Was it actually Mr. Charles? It scarcely matters. What does matter instead is the idea that the human mind has no defense against the impending. Remember the opening of Clint Eastwood’s magnificent Hereafter? There’s nothing to do when the tsunami hits. Except lean into it and ride it out. The impending is when heroes are born. It’s when we, even just by reading, just by viewing, marshal those inner resources and become more than ourselves. Mike Mignola’s haunting words from Hellboy: The Island, “Thing’s will be worse now…you feel it?” don’t signal an end. Instead they are an invitation into mystery, to walk the land with new powers.
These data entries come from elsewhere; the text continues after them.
//! Lease allocator service (fast path → reuse loop → new-allocation loop).
//!
//! Retries act only on [`AllocationOutcome::TransientFault`]; an `Empty`
//! result is a legitimate "nothing to reuse right now" and never counts
//! against the retry budget, and a `FatalFault` aborts immediately without
//! consuming further retries.

use std::sync::Arc;
use std::time::Duration;

use meshlease_storage::{AllocationOutcome, Lease};

use crate::error::AllocatorError;
use crate::repository::Repository;

/// Tunables for the allocator's retry loops.
#[derive(Debug, Clone, Copy)]
pub struct AllocatorConfig {
    pub max_retries: u32,
    pub retry_delay: Duration,
    pub lease_ttl_secs: i64,
}

/// Allocates or reuses a lease for a peer.
pub struct AllocatorService {
    repo: Arc<Repository>,
    config: AllocatorConfig,
}

impl AllocatorService {
    #[must_use]
    pub fn new(repo: Arc<Repository>, config: AllocatorConfig) -> Self {
        Self { repo, config }
    }

    /// Return a live lease for `peer_id`, allocating or reusing one if
    /// necessary.
    pub async fn allocate(&self, peer_id: &str) -> Result<Lease, AllocatorError> {
        if let AllocationOutcome::Found(lease) = self.repo.get_lease_by_peer(peer_id).await {
            return Ok(lease);
        }

        if let Some(lease) = self.reuse_loop(peer_id).await? {
            return Ok(lease);
        }

        self.new_allocation_loop(peer_id).await
    }

    async fn reuse_loop(&self, peer_id: &str) -> Result<Option<Lease>, AllocatorError> {
        for attempt in 0..self.config.max_retries {
            match self.repo.find_and_reuse_expired(peer_id, self.config.lease_ttl_secs).await {
                AllocationOutcome::Found(lease) => return Ok(Some(lease)),
                AllocationOutcome::Empty => return Ok(None),
                AllocationOutcome::TransientFault(_) => {
                    tokio::time::sleep(self.config.retry_delay).await;
                }
                AllocationOutcome::FatalFault(e) => return Err(e.into()),
            }
            tracing::debug!(peer_id, attempt, "reuse attempt did not yield a lease");
        }
        Ok(None)
    }

    async fn new_allocation_loop(&self, peer_id: &str) -> Result<Lease, AllocatorError> {
        let mut last_error = None;
        for attempt in 0..self.config.max_retries {
            match self.allocate_new(peer_id).await {
                AllocationOutcome::Found(lease) => return Ok(lease),
                AllocationOutcome::Empty => {
                    last_error = Some(AllocatorError::RetriesExhausted { attempts: attempt + 1 });
                }
                AllocationOutcome::TransientFault(e) => {
                    last_error = Some(AllocatorError::StoreUnavailable(e));
                    tokio::time::sleep(self.config.retry_delay).await;
                }
                AllocationOutcome::FatalFault(e) => return Err(e.into()),
            }
            tracing::debug!(peer_id, attempt, "allocation attempt did not succeed, retrying");
        }
        Err(last_error.unwrap_or(AllocatorError::RetriesExhausted { attempts: self.config.max_retries }))
    }

    /// Decrement the counter and insert the lease; returns the combined
    /// outcome so the caller can apply transient/fatal retry semantics
    /// without losing the distinction across the two sub-steps.
    async fn allocate_new(&self, peer_id: &str) -> AllocationOutcome<Lease> {
        let token_id = match self.repo.allocate_next().await {
            AllocationOutcome::Found(token_id) => token_id,
            AllocationOutcome::Empty => return AllocationOutcome::Empty,
            AllocationOutcome::TransientFault(e) => return AllocationOutcome::TransientFault(e),
            AllocationOutcome::FatalFault(e) => return AllocationOutcome::FatalFault(e),
        };

        self.repo.insert_lease(token_id, peer_id, self.config.lease_ttl_secs).await
    }
}
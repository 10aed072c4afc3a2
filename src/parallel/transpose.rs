//! Data layout step run once before any worker starts.
//!
//! The inner scan needs `d[k][j]` for fixed `j`, a strided column walk in
//! row-major storage. Reading `t[j][k]` from the transpose instead walks
//! memory sequentially, so both operands of the kernel stream in order.

use crate::grid::Grid;

/// Return `t` with `t[a][b] == d[b][a]`.
pub fn transpose(d: &Grid) -> Grid {
    let n = d.size();
    let mut t = vec![0.0; n * n];
    for (i, d_row) in d.rows().enumerate() {
        for (j, &x) in d_row.iter().enumerate() {
            t[n * j + i] = x;
        }
    }
    Grid::from_square_buffer(n, t)
}
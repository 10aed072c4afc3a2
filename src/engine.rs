//! Common interface over the two engines.

use crate::baseline::baseline_compute;
use crate::error::Result;
use crate::grid::Grid;
use crate::parallel::{ParallelEngine, RowKernel};

/// Something that turns a grid into its shortcut matrix.
pub trait ShortcutEngine {
    /// Short name used in logs and benchmark output.
    fn name(&self) -> &'static str;

    fn compute(&self, d: &Grid) -> Result<Grid>;
}

/// Single-threaded reference engine, see [`baseline_compute`].
#[derive(Debug, Default, Clone, Copy)]
pub struct BaselineEngine;

impl ShortcutEngine for BaselineEngine {
    fn name(&self) -> &'static str {
        "baseline"
    }

    fn compute(&self, d: &Grid) -> Result<Grid> {
        Ok(baseline_compute(d))
    }
}

impl<K: RowKernel> ShortcutEngine for ParallelEngine<K> {
    fn name(&self) -> &'static str {
        "parallel"
    }

    fn compute(&self, d: &Grid) -> Result<Grid> {
        ParallelEngine::compute(self, d)
    }
}
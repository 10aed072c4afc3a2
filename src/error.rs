//! Error types for shortcut computations.

use thiserror::Error;

use crate::parallel::WorkRange;

/// Errors that can occur while building grids or computing shortcuts.
#[derive(Debug, Error)]
pub enum ShortcutError {
    /// Input data does not describe a square grid.
    #[error("invalid shape: {0}")]
    InvalidShape(String),

    /// The per-call worker pool could not be created.
    #[error("failed to build worker pool: {0}")]
    ThreadPool(#[from] rayon::ThreadPoolBuildError),

    /// A worker terminated abnormally, the output grid is not trustworthy.
    #[error("computation incomplete: worker {worker} (rows {rows}) failed: {reason}")]
    ComputationIncomplete {
        worker: usize,
        rows: WorkRange,
        reason: String,
    },

    /// A pool thread could not be joined after the computation.
    #[error("worker pool thread {thread} terminated abnormally")]
    WorkerJoin { thread: usize },
}

/// Result type for shortcut operations.
pub type Result<T> = std::result::Result<T, ShortcutError>;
And Johnny Zito just made everything worse. Just by being consistently better. These Moments are rare and they should be, but working with his writing partner Tony Trov, Johnny just seems flawlessly to fill each page of every one of his books with such Moments. South Fellini comics, Johnny and Tony, are that rare kind of brilliance. Bright lights that immerse you in a radiance that seems to illuminate even the most ordinary of conversational exchanges.

Mr. Khan seemed to have ruined everything. A storm must be coming. And it’s always time to cowboy up. The language is as simple as an equation. ‘you’, ‘reading’, ‘Dogs‘ equals, ‘will be better later’.
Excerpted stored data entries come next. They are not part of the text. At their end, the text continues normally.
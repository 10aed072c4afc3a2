//! Per-worker compute kernel.

use super::WorkRange;

/// Fills the output rows of one [`WorkRange`].
///
/// `d` and `t` are the row-major input and its transpose, both `n * n`
/// long. `out` holds exactly the rows in `rows`, i.e. `rows.len() * n`
/// values, with `out[0..n]` being row `rows.start`.
pub trait RowKernel: Sync {
    fn compute_rows(&self, rows: WorkRange, d: &[f32], t: &[f32], n: usize, out: &mut [f32]);
}

/// The min-plus kernel: `out[i][j] = min_k (d[i][k] + t[j][k])`.
#[derive(Debug, Default, Clone, Copy)]
pub struct MinPlusKernel;

impl RowKernel for MinPlusKernel {
    #[inline]
    fn compute_rows(&self, rows: WorkRange, d: &[f32], t: &[f32], n: usize, out: &mut [f32]) {
        debug_assert_eq!(out.len(), rows.len() * n);
        for (i, r_row) in rows.rows().zip(out.chunks_mut(n)) {
            // Row i of d and, below, row j of t as contiguous slices
            let d_row = &d[n * i..n * (i + 1)];
            for (j, res) in r_row.iter_mut().enumerate() {
                let t_row = &t[n * j..n * (j + 1)];
                let mut v = f32::INFINITY;
                for (&x, &y) in d_row.iter().zip(t_row) {
                    let z = x + y;
                    if z < v {
                        v = z;
                    }
                }
                *res = v;
            }
        }
    }
}
//! Splitting output rows between workers.

use std::fmt;
use std::num::NonZeroUsize;
use std::ops::Range;
use std::thread;

/// Half-open interval `[start, end)` of row indices owned by one worker.
#[derive(Debug, Clone, Copy, PartialEq, Eq, Hash)]
pub struct WorkRange {
    pub start: usize,
    pub end: usize,
}

impl WorkRange {
    pub fn new(start: usize, end: usize) -> Self {
        debug_assert!(start <= end);
        Self { start, end }
    }

    #[inline]
    pub fn len(&self) -> usize {
        self.end - self.start
    }

    #[inline]
    pub fn is_empty(&self) -> bool {
        self.start == self.end
    }

    #[inline]
    pub fn rows(&self) -> Range<usize> {
        self.start..self.end
    }
}

impl fmt::Display for WorkRange {
    fn fmt(&self, f: &mut fmt::Formatter<'_>) -> fmt::Result {
        write!(f, "[{}, {})", self.start, self.end)
    }
}

/// Hardware parallelism hint, 1 if it cannot be determined.
pub fn available_workers() -> usize {
    thread::available_parallelism()
        .map(NonZeroUsize::get)
        .unwrap_or(1)
}

/// Number of workers to use for a grid of size `n` given a parallelism
/// hint: never more workers than rows, zero for an empty grid.
pub fn worker_count(n: usize, hint: usize) -> usize {
    if n == 0 {
        0
    } else {
        n.min(hint.max(1))
    }
}

/// Partition rows `[0, n)` into `workers` contiguous ranges.
///
/// Every range holds `n / workers` rows except the last one, which also
/// takes the remaining `n % workers` rows. With `workers >= n` every
/// worker gets exactly one row. Returns no ranges when `n` or `workers`
/// is zero.
///
/// ```
/// use shortcut::parallel::{partition, WorkRange};
///
/// let ranges = partition(10, 3);
/// assert_eq!(
///     ranges,
///     vec![WorkRange::new(0, 3), WorkRange::new(3, 6), WorkRange::new(6, 10)]
/// );
/// ```
pub fn partition(n: usize, workers: usize) -> Vec<WorkRange> {
    let workers = workers.min(n);
    if workers == 0 {
        return Vec::new();
    }
    let per_worker = n / workers;
    (0..workers)
        .map(|w| {
            let start = w * per_worker;
            let end = if w == workers - 1 { n } else { start + per_worker };
            WorkRange::new(start, end)
        })
        .collect()
}

#[cfg(test)]
mod tests {
    use super::*;
    use proptest::prelude::*;

    fn assert_exact_cover(n: usize, ranges: &[WorkRange]) {
        let mut next = 0;
        for range in ranges {
            assert_eq!(range.start, next, "gap or overlap before {}", range);
            assert!(!range.is_empty(), "empty range {}", range);
            next = range.end;
        }
        assert_eq!(next, n);
    }

    #[test]
    fn remainder_goes_to_last_worker() {
        let ranges = partition(11, 4);
        assert_eq!(ranges.len(), 4);
        assert_eq!(ranges[3], WorkRange::new(6, 11));
        assert_eq!(ranges[3].len(), 5);
        assert_exact_cover(11, &ranges);
    }

    #[test]
    fn more_workers_than_rows() {
        let ranges = partition(3, 8);
        assert_eq!(
            ranges,
            vec![WorkRange::new(0, 1), WorkRange::new(1, 2), WorkRange::new(2, 3)]
        );
    }

    #[test]
    fn empty_inputs() {
        assert!(partition(0, 4).is_empty());
        assert!(partition(5, 0).is_empty());
        assert_eq!(worker_count(0, 16), 0);
    }

    #[test]
    fn worker_count_is_capped_by_rows() {
        assert_eq!(worker_count(3, 16), 3);
        assert_eq!(worker_count(100, 16), 16);
        assert_eq!(worker_count(100, 0), 1);
        assert!(available_workers() >= 1);
    }

    #[test]
    fn every_worker_count_covers_all_rows() {
        for n in 1..=64 {
            for w in 1..=n {
                let ranges = partition(n, w);
                assert_eq!(ranges.len(), w);
                assert_exact_cover(n, &ranges);
            }
        }
    }

    proptest! {
        #![proptest_config(ProptestConfig::with_cases(200))]

        #[test]
        fn prop_partition_is_exact_cover(n in 1usize..5000, w in 1usize..256) {
            let ranges = partition(n, worker_count(n, w));
            let covered: usize = ranges.iter().map(WorkRange::len).sum();
            prop_assert_eq!(covered, n);
            prop_assert_eq!(ranges.first().map(|r| r.start), Some(0));
            prop_assert_eq!(ranges.last().map(|r| r.end), Some(n));
            for pair in ranges.windows(2) {
                prop_assert_eq!(pair[0].end, pair[1].start);
            }
        }
    }
}
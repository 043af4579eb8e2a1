// SPDX-License-Identifier: MIT
// Copyright 2026 Roland Dreier <roland@rolandd.dev>

//! Data models for the application.

pub mod fortune;
pub mod profile;

pub use fortune::{FortunePayload, FortuneRecord, GenerateResponse, TimestampedFortune};
pub use profile::{draw_luck, UserProfile, ZodiacSign};
// SPDX-License-Identifier: MIT
// Copyright 2026 Roland Dreier <roland@rolandd.dev>

//! Application error types.

/// Application error type.
#[derive(Debug, thiserror::Error)]
pub enum AppError {
    #[error("Fortune API error: {0}")]
    FortuneApi(String),

    #[error("Storage error: {0}")]
    Storage(String),

    #[error("Invalid profile: {0}")]
    InvalidProfile(String),

    #[error("Internal error: {0}")]
    Internal(#[from] anyhow::Error),
}

impl AppError {
    /// True for failures of the remote generation endpoint (transport,
    /// non-success status, or unparsable response). Callers present the
    /// fallback fortune on these instead of propagating.
    pub fn is_fortune_api_error(&self) -> bool {
        matches!(self, AppError::FortuneApi(_))
    }
}

/// Result type alias for the crate
pub type Result<T> = std::result::Result<T, AppError>;
// SPDX-License-Identifier: MIT
// Copyright 2026 Roland Dreier <roland@rolandd.dev>

//! Encrypted local key-value store.
//!
//! A single file holds a JSON string map encrypted with AES-256-GCM.
//! The layout on disk is base64 of `nonce (12 bytes) || ciphertext`; the
//! key is SHA-256 of the configured passphrase. Every write re-encrypts
//! the whole map with a fresh random nonce.

use std::collections::BTreeMap;
use std::path::{Path, PathBuf};
use std::sync::Arc;

use aes_gcm::aead::{rand_core::RngCore, Aead, KeyInit, OsRng};
use aes_gcm::{Aes256Gcm, Key, Nonce};
use base64::{engine::general_purpose::STANDARD as BASE64, Engine as _};
use sha2::{Digest, Sha256};

use crate::error::AppError;

const NONCE_LEN: usize = 12;

/// Encrypted string-keyed store backed by a single file.
#[derive(Clone)]
pub struct SecureStore {
    path: Arc<PathBuf>,
    key: [u8; 32],
}

impl SecureStore {
    /// Open a store at `path`, deriving the encryption key from `passphrase`.
    /// The file is created lazily on first write.
    pub fn open(path: impl AsRef<Path>, passphrase: &str) -> Self {
        let mut key = [0u8; 32];
        key.copy_from_slice(&Sha256::digest(passphrase.as_bytes()));
        Self {
            path: Arc::new(path.as_ref().to_path_buf()),
            key,
        }
    }

    /// Get the value stored under `key`, if any.
    pub async fn get(&self, key: &str) -> Result<Option<String>, AppError> {
        Ok(self.read_map().await?.remove(key))
    }

    /// Store `value` under `key`, overwriting any previous value.
    pub async fn set(&self, key: &str, value: &str) -> Result<(), AppError> {
        let mut map = self.read_map().await?;
        map.insert(key.to_string(), value.to_string());
        self.write_map(&map).await
    }

    /// Remove `key` from the store. Removing an absent key is not an error.
    pub async fn remove(&self, key: &str) -> Result<(), AppError> {
        let mut map = self.read_map().await?;
        if map.remove(key).is_some() {
            self.write_map(&map).await?;
        }
        Ok(())
    }

    async fn read_map(&self) -> Result<BTreeMap<String, String>, AppError> {
        let encoded = match tokio::fs::read_to_string(self.path.as_ref()).await {
            Ok(contents) => contents,
            Err(e) if e.kind() == std::io::ErrorKind::NotFound => {
                return Ok(BTreeMap::new());
            }
            Err(e) => {
                return Err(AppError::Storage(format!(
                    "Failed to read store file: {}",
                    e
                )));
            }
        };

        let blob = BASE64
            .decode(encoded.trim())
            .map_err(|e| AppError::Storage(format!("Store file base64 decode failed: {}", e)))?;

        if blob.len() < NONCE_LEN {
            return Err(AppError::Storage("Store file truncated".to_string()));
        }
        let (nonce_bytes, ciphertext) = blob.split_at(NONCE_LEN);

        let cipher = Aes256Gcm::new(Key::<Aes256Gcm>::from_slice(&self.key));
        let plaintext = cipher
            .decrypt(Nonce::from_slice(nonce_bytes), ciphertext)
            .map_err(|e| AppError::Storage(format!("Store decryption failed: {}", e)))?;

        serde_json::from_slice(&plaintext)
            .map_err(|e| AppError::Storage(format!("Store contents malformed: {}", e)))
    }

    async fn write_map(&self, map: &BTreeMap<String, String>) -> Result<(), AppError> {
        let plaintext = serde_json::to_vec(map)
            .map_err(|e| AppError::Storage(format!("Store serialization failed: {}", e)))?;

        let cipher = Aes256Gcm::new(Key::<Aes256Gcm>::from_slice(&self.key));
        let mut nonce_bytes = [0u8; NONCE_LEN];
        OsRng.fill_bytes(&mut nonce_bytes);

        let ciphertext = cipher
            .encrypt(Nonce::from_slice(&nonce_bytes), plaintext.as_slice())
            .map_err(|e| AppError::Storage(format!("Store encryption failed: {}", e)))?;

        let mut blob = Vec::with_capacity(NONCE_LEN + ciphertext.len());
        blob.extend_from_slice(&nonce_bytes);
        blob.extend_from_slice(&ciphertext);

        if let Some(parent) = self.path.parent() {
            if !parent.as_os_str().is_empty() {
                tokio::fs::create_dir_all(parent).await.map_err(|e| {
                    AppError::Storage(format!("Failed to create store directory: {}", e))
                })?;
            }
        }

        tokio::fs::write(self.path.as_ref(), BASE64.encode(&blob))
            .await
            .map_err(|e| AppError::Storage(format!("Failed to write store file: {}", e)))
    }
}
It’s hard not to feel the kick of emotion when reading Zito and Trov. Hard not to get drawn in. If you’ve read science fiction at all or seen any scifi flick in the last, say, forever, you’ll know the plot exactly. MarsBase is under attack from Mars itself. Dogs is easy to understand because it’s really Jurassic Park, but that’s just the gateway, it’s just how you get in.

At its heart Dogs isn’t about the hard life of a Marine. It isn’t about the hard science elements of the genre where ScienceTeam is drilling to the planetary core to detonate a nuclear device and kickstart Mars’ magnetic shielding. At it’s heart, Dogs is about table tennis. It’s about the aggression the belligerent Capt. Zoe shows, especially to her number two, Commander Turk. Even over so simple a matter as table tennis. At it’s heart Dogs is about haircuts, the one Zoe gives her lover prior to his broadcast to Earth. At it’s heart, Dogs Of Mars is about buying a girl a beer, as Isaiah does, even if that girl can’t remember his name.
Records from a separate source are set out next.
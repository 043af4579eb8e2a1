//! User profile persistence and onboarding validation.

use chrono::NaiveDate;

use crate::error::AppError;
use crate::models::UserProfile;
use crate::store::{keys, SecureStore};

/// Store for the single user profile record.
#[derive(Clone)]
pub struct ProfileStore {
    store: SecureStore,
}

impl ProfileStore {
    pub fn new(store: SecureStore) -> Self {
        Self { store }
    }

    /// Load the stored profile. Read or parse failures are logged and
    /// reported as no profile.
    pub async fn load(&self) -> Option<UserProfile> {
        let json = match self.store.get(keys::USER_PROFILE).await {
            Ok(Some(json)) => json,
            Ok(None) => return None,
            Err(e) => {
                tracing::error!(error = %e, "Failed to load user profile from storage");
                return None;
            }
        };

        match serde_json::from_str(&json) {
            Ok(profile) => Some(profile),
            Err(e) => {
                tracing::error!(error = %e, "Stored user profile unparsable");
                None
            }
        }
    }

    /// Persist a profile, overwriting any previous one wholesale.
    pub async fn save(&self, profile: &UserProfile) -> Result<(), AppError> {
        let json = serde_json::to_string(profile)
            .map_err(|e| AppError::Storage(format!("Failed to serialize profile: {}", e)))?;
        self.store.set(keys::USER_PROFILE, &json).await
    }

    /// Validate onboarding input and persist the resulting profile.
    ///
    /// Name is required; birthday, when given, must be `MM/DD/YYYY`.
    pub async fn onboard(
        &self,
        name: &str,
        birthday: Option<&str>,
        use_astrology: bool,
        announce_fortune: bool,
    ) -> Result<UserProfile, AppError> {
        if name.trim().is_empty() {
            return Err(AppError::InvalidProfile(
                "Please enter at least your name.".to_string(),
            ));
        }

        let birthday = match birthday.map(str::trim).filter(|b| !b.is_empty()) {
            Some(raw) => Some(parse_birthday(raw)?),
            None => None,
        };

        let profile = UserProfile {
            name: name.trim().to_string(),
            birthday,
            use_astrology,
            announce_fortune,
        };

        self.save(&profile).await?;
        tracing::info!(name = %profile.name, "User profile stored");
        Ok(profile)
    }
}

fn parse_birthday(raw: &str) -> Result<NaiveDate, AppError> {
    NaiveDate::parse_from_str(raw, "%m/%d/%Y").map_err(|_| {
        AppError::InvalidProfile(
            "Invalid birthday format. Please use the format: MM/DD/YYYY".to_string(),
        )
    })
}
At it’s heart, Dogs is about the torque of human existence, far away from home in a place that will kill you. Literally, the place will kill you. It’s about tension, and frisson, and in the strangest most direct sense, it is about the Impending. The stuff that will make heroes of us all.

But that’s not the real reason you’ll read Dogs. The real reason you’ll read Dogs Of Mars is because it belongs to you. Because far away from a culture of superheroes and secret identities, capes and cowls, and literally in some cases dozens of years of history, Dogs Of Mars is very much like the planet itself that the book’s protagonists hope to terraform. It is far, it is distant, it is isolated, and it is history-free. And the one thing you don’t need to appreciate it, is years of having read.

Johnny and Tony are a revolution in comics. Won’t you join in?